GEORGE TOWN: With interstate travel and celebrations in full swing now, the parking problem in busy George Town, Penang’s capital, has resurfaced with a vengeance.
Adding to the issue are the many shop owners in the city area who ‘’reserve’’ public parking spaces for their customers or personal use by placing chairs, orange cones, carts and even the occasional sofa in the bays.
Penang Island City Council (MBPP) has been increasing the number of council parking lots every year but they are still not enough to cater to the fast-growing crowd entering Penang island.
The scarcity of parking space, mostly in George Town, has led to illegal parking and traffic congestion in the area.
Mayor Datuk Yew Tung Seang said that during peak time like long weekends and holidays, nearly three quarters of a million cars would enter the island.
“Adding in the cars belonging to Penang folk, that is more than a million vehicles on the streets.
“It is difficult to cope with this. I realise many other cities are experiencing the same problem because demand exceeds the supply of parking spots, especially in popular areas like George Town.
“However, the council does not condone illegal parking, especially when it creates a hindrance for others.
“We will take action by issuing summonses or towing away the vehicle,” he said.
Yew hoped the people would cooperate with the council.
“Plan your journey carefully and look for multi-level parking facilities, carpool or take public transport.
“Make use of the Penang Smart Parking (PSP) application that can tell you where the nearest available parking spots are,” he said.
He added that MBPP was planning to incorporate the multi-storey carparks owned by private shopping complexes, into the PSP system for the convenience of motorists.
When asked about shop owners who reserved parking bays with objects, Yew said they would be warned and told to remove the obstructions.
“Our traffic wardens and enforcement officers will not allow shop owners or tenants to block parking spaces with objects,” he reiterated.
He said motorists could remove the obstructions themselves but he did not encourage them to do so, in case it caused tension with the shop owners.
“Just inform us or a nearby traffic warden and we can remove the objects immediately,” he advised.
Yew said the city council would remain firm on illegal parking even during peak hours or festivals.
“It is best to find a designated parking spot even if it is further from your destination and you have to walk a bit.
“Don’t keep circling around until you find your desired parking spot.
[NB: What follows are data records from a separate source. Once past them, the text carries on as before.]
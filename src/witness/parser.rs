//! JSON exchange of ballot wire assignments.
//!
//! The circuit driver consumes assignments as decimal strings keyed by wire
//! name; this module converts between that form and the typed values of the
//! crypto layer, validating imported points against the curve equation.

use num_bigint::BigUint;
use serde::{Deserialize, Serialize};

use crate::crypto::curve::AffinePoint;
use crate::crypto::elgamal::{ElectionBases, VoteEncoding};
use crate::crypto::field::FieldElement;
use crate::crypto::merkle::MerklePath;
use crate::error::CryptoError;
use crate::witness::ballot::{build_ballot, BallotWitness};

/// One ballot's complete wire assignment in transport form. Field names
/// follow the circuit's wire names.
#[derive(Serialize, Deserialize, Debug, Clone)]
pub struct BallotAssignment {
    pub gx: String,
    pub gy: String,
    pub ux: String,
    pub uy: String,
    pub vx: String,
    pub vy: String,
    pub wx: String,
    pub wy: String,
    pub e: String,
    pub pk: String,
    pub sn: String,
    pub root: String,
    pub sk: String,
    pub sx: String,
    pub sy: String,
    pub tx: String,
    pub ty: String,
    pub rand: String,
    pub msg: String,
    pub direction_selector: String,
    pub intermediate_hashes: Vec<String>,
}

/// The typed counterpart of a `BallotAssignment`.
#[derive(Clone, Debug)]
pub struct ParsedBallot {
    pub bases: ElectionBases,
    pub election_id: FieldElement,
    pub credential: FieldElement,
    pub serial_number: FieldElement,
    pub root: FieldElement,
    pub encoding: VoteEncoding,
    pub sk: FieldElement,
    pub msg: BigUint,
    pub randomizer: BigUint,
    pub path: MerklePath,
}

fn parse_biguint(name: &str, value: &str) -> Result<BigUint, CryptoError> {
    BigUint::parse_bytes(value.as_bytes(), 10).ok_or_else(|| {
        CryptoError::InvalidAssignment(format!("{name}: not a decimal integer: {value:?}"))
    })
}

fn parse_field(name: &str, value: &str) -> Result<FieldElement, CryptoError> {
    Ok(FieldElement::new(parse_biguint(name, value)?))
}

fn parse_point(name: &str, x: &str, y: &str) -> Result<AffinePoint, CryptoError> {
    let point = AffinePoint::new(parse_field(name, x)?, parse_field(name, y)?);
    point.ensure_on_curve()?;
    Ok(point)
}

impl BallotAssignment {
    /// Flattens the inputs and the derived witness into transport form.
    pub fn export(
        bases: &ElectionBases,
        election_id: &FieldElement,
        sk: &FieldElement,
        msg: &BigUint,
        randomizer: &BigUint,
        path: &MerklePath,
        witness: &BallotWitness,
    ) -> Self {
        Self {
            gx: bases.g.x.to_string(),
            gy: bases.g.y.to_string(),
            ux: bases.u.x.to_string(),
            uy: bases.u.y.to_string(),
            vx: witness.encoding.v.x.to_string(),
            vy: witness.encoding.v.y.to_string(),
            wx: witness.encoding.w.x.to_string(),
            wy: witness.encoding.w.y.to_string(),
            e: election_id.to_string(),
            pk: witness.credential.to_string(),
            sn: witness.serial_number.to_string(),
            root: witness.root.to_string(),
            sk: sk.to_string(),
            sx: bases.s.x.to_string(),
            sy: bases.s.y.to_string(),
            tx: bases.t.x.to_string(),
            ty: bases.t.y.to_string(),
            rand: randomizer.to_string(),
            msg: msg.to_string(),
            direction_selector: path.direction_selector.to_string(),
            intermediate_hashes: path.siblings.iter().map(|s| s.to_string()).collect(),
        }
    }

    /// Serializes to the JSON document the circuit driver reads.
    pub fn to_json(&self) -> serde_json::Result<String> {
        serde_json::to_string_pretty(self)
    }

    pub fn from_json(data: &str) -> serde_json::Result<Self> {
        serde_json::from_str(data)
    }

    /// Converts back into typed values, validating every imported point.
    pub fn parse(&self) -> Result<ParsedBallot, CryptoError> {
        let bases = ElectionBases {
            g: parse_point("g", &self.gx, &self.gy)?,
            u: parse_point("u", &self.ux, &self.uy)?,
            s: parse_point("s", &self.sx, &self.sy)?,
            t: parse_point("t", &self.tx, &self.ty)?,
        };
        let encoding = VoteEncoding {
            v: parse_point("v", &self.vx, &self.vy)?,
            w: parse_point("w", &self.wx, &self.wy)?,
        };
        let siblings = self
            .intermediate_hashes
            .iter()
            .enumerate()
            .map(|(i, value)| parse_field(&format!("intermediate_hashes[{i}]"), value))
            .collect::<Result<Vec<_>, _>>()?;
        Ok(ParsedBallot {
            bases,
            election_id: parse_field("e", &self.e)?,
            credential: parse_field("pk", &self.pk)?,
            serial_number: parse_field("sn", &self.sn)?,
            root: parse_field("root", &self.root)?,
            encoding,
            sk: parse_field("sk", &self.sk)?,
            msg: parse_biguint("msg", &self.msg)?,
            randomizer: parse_biguint("rand", &self.rand)?,
            path: MerklePath::new(
                parse_biguint("direction_selector", &self.direction_selector)?,
                siblings,
            ),
        })
    }
}

impl ParsedBallot {
    /// Recomputes every derived wire from the secret inputs and compares it
    /// with the assigned value. A mismatch means the assignment was not
    /// produced by this engine's arithmetic.
    pub fn verify(&self) -> Result<bool, CryptoError> {
        let witness = build_ballot(
            &self.bases,
            &self.election_id,
            &self.sk,
            &self.msg,
            &self.randomizer,
            &self.path,
        )?;
        Ok(witness.encoding == self.encoding
            && witness.serial_number == self.serial_number
            && witness.credential == self.credential
            && witness.root == self.root)
    }
}

#[cfg(test)]
mod tests {
    use num_bigint::BigUint;

    use super::*;
    use crate::crypto::constants::GENERATOR;
    use crate::crypto::mimc7;

    fn fe(hex_str: &str) -> FieldElement {
        FieldElement::from_hex(hex_str).unwrap()
    }

    fn test_bases() -> ElectionBases {
        ElectionBases {
            g: GENERATOR.clone(),
            u: AffinePoint::new(
                fe("13641eca1827ad0acbee4f0ad1753b2f283b62a5e6f9dc68fb0bbc5af07f366b"),
                fe("0deda3e84e9efac8d6b69d3ca21609770da4c62b83526be735a798b4f4668f48"),
            ),
            s: AffinePoint::new(
                fe("2c373619821fed3d33f4e8af976c9ae38d3aec3672ee2ed4280ee87d6301658b"),
                fe("08f3d5be02e458e7a57eefe7a43e323bef542484c5cb94548d5519405a43e0b3"),
            ),
            t: AffinePoint::new(
                fe("23fbce96c9fd568b7232928af485745b2869683885e74087add2a6bc65b54e03"),
                fe("209725fd05b566b39b3aa586ba7d3f876dbbc8d7b3fbfed11f83cde775b0bc8e"),
            ),
        }
    }

    fn exported_assignment() -> BallotAssignment {
        let bases = test_bases();
        let election_id = FieldElement::from_u64(5);
        let sk = FieldElement::from_u64(0xabcdef);
        let msg = BigUint::from(1u32 << 16);
        let randomizer = BigUint::from(999_999u32);
        let siblings: Vec<FieldElement> = (1..=16)
            .map(|i| mimc7::hash(&[FieldElement::from_u64(i)]))
            .collect();
        let path = MerklePath::new(BigUint::from(0x73d5u32), siblings);

        let witness =
            build_ballot(&bases, &election_id, &sk, &msg, &randomizer, &path).unwrap();
        BallotAssignment::export(&bases, &election_id, &sk, &msg, &randomizer, &path, &witness)
    }

    #[test]
    fn json_round_trip_verifies() {
        let assignment = exported_assignment();
        let json = assignment.to_json().unwrap();
        let restored = BallotAssignment::from_json(&json).unwrap();
        let parsed = restored.parse().unwrap();
        assert!(parsed.verify().unwrap());
    }

    #[test]
    fn tampered_serial_number_fails_verification() {
        let mut assignment = exported_assignment();
        assignment.sn = FieldElement::from_u64(1).to_string();
        let parsed = assignment.parse().unwrap();
        assert!(!parsed.verify().unwrap());
    }

    #[test]
    fn off_curve_point_is_rejected() {
        let mut assignment = exported_assignment();
        assignment.vy = "1".to_string();
        assert!(matches!(
            assignment.parse(),
            Err(CryptoError::InvalidPoint { .. })
        ));
    }

    #[test]
    fn garbage_literal_is_rejected() {
        let mut assignment = exported_assignment();
        assignment.msg = "not-a-number".to_string();
        assert!(matches!(
            assignment.parse(),
            Err(CryptoError::InvalidAssignment(_))
        ));
    }
}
This causes unnecessary traffic jam,” he said.
MBPP councillor Wong Yuee Harng, who had highlighted the parking issue, said places like the Esplanade in Jalan Padang Kota Lama were always congested, especially during weekends and holidays.
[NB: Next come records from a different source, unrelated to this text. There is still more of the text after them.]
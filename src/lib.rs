#![forbid(unsafe_code)]
//! verisci: a research pipeline whose every inference step is fingerprinted,
//! logged, and re-executable.
//!
//! This crate re-exports the workspace members; the binary lives in
//! `verisci-cli`.

pub use verisci_audit as audit;
pub use verisci_core as core;
pub use verisci_exec as exec;
pub use verisci_infer as infer;
pub use verisci_planner as planner;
“I suggest building an underground carpark in Padang Kota Lama (the Esplanade) and a multi-storey one behind Dewan Sri Pinang where there is limited parking space,” he said.
He noted that the local council had been increasing parking lots regularly.
“In 2019, we added 498 bays while in 2020, another 4,181 bays were created. Last year, we added 1,022 lots. This year as of June 30, we have added 619 parking spaces on Penang island.
“In George Town, we have maximised our available parking lots and exhausted the space.
“What we are doing right now is increasing lots in other places where there are new developments, such as in Bayan Baru and Bayan Lepas,” he added.
Wong said that in George Town, the city council planned to build multi-storey or automated carparks to help ease the parking woes.
In the past three months, he said 2.5 million vehicles monthly entered the island from the Penang Bridge and the Sultan Abdul Halim Mu’adzam Shah Bridge (second Penang bridge).
He pointed out that motorists looping around blocks looking for public parking lots also held up traffic.
“Many are unaware that private parking lots are available and I hope the city council can encourage private parking operators to put up clearer signage to indicate their locations,” he said.
Wong realised that many did not want to park in private parking lots as the fees were higher than those charged by the city council.
“However, we must understand that they are operating on private land and need to pay their rent and make a profit,” he said, urging tourists to use private lots and follow the rules.
“I do hope that something is done soon because many more cars will be entering the state as tourism picks up over the next few months,” he added.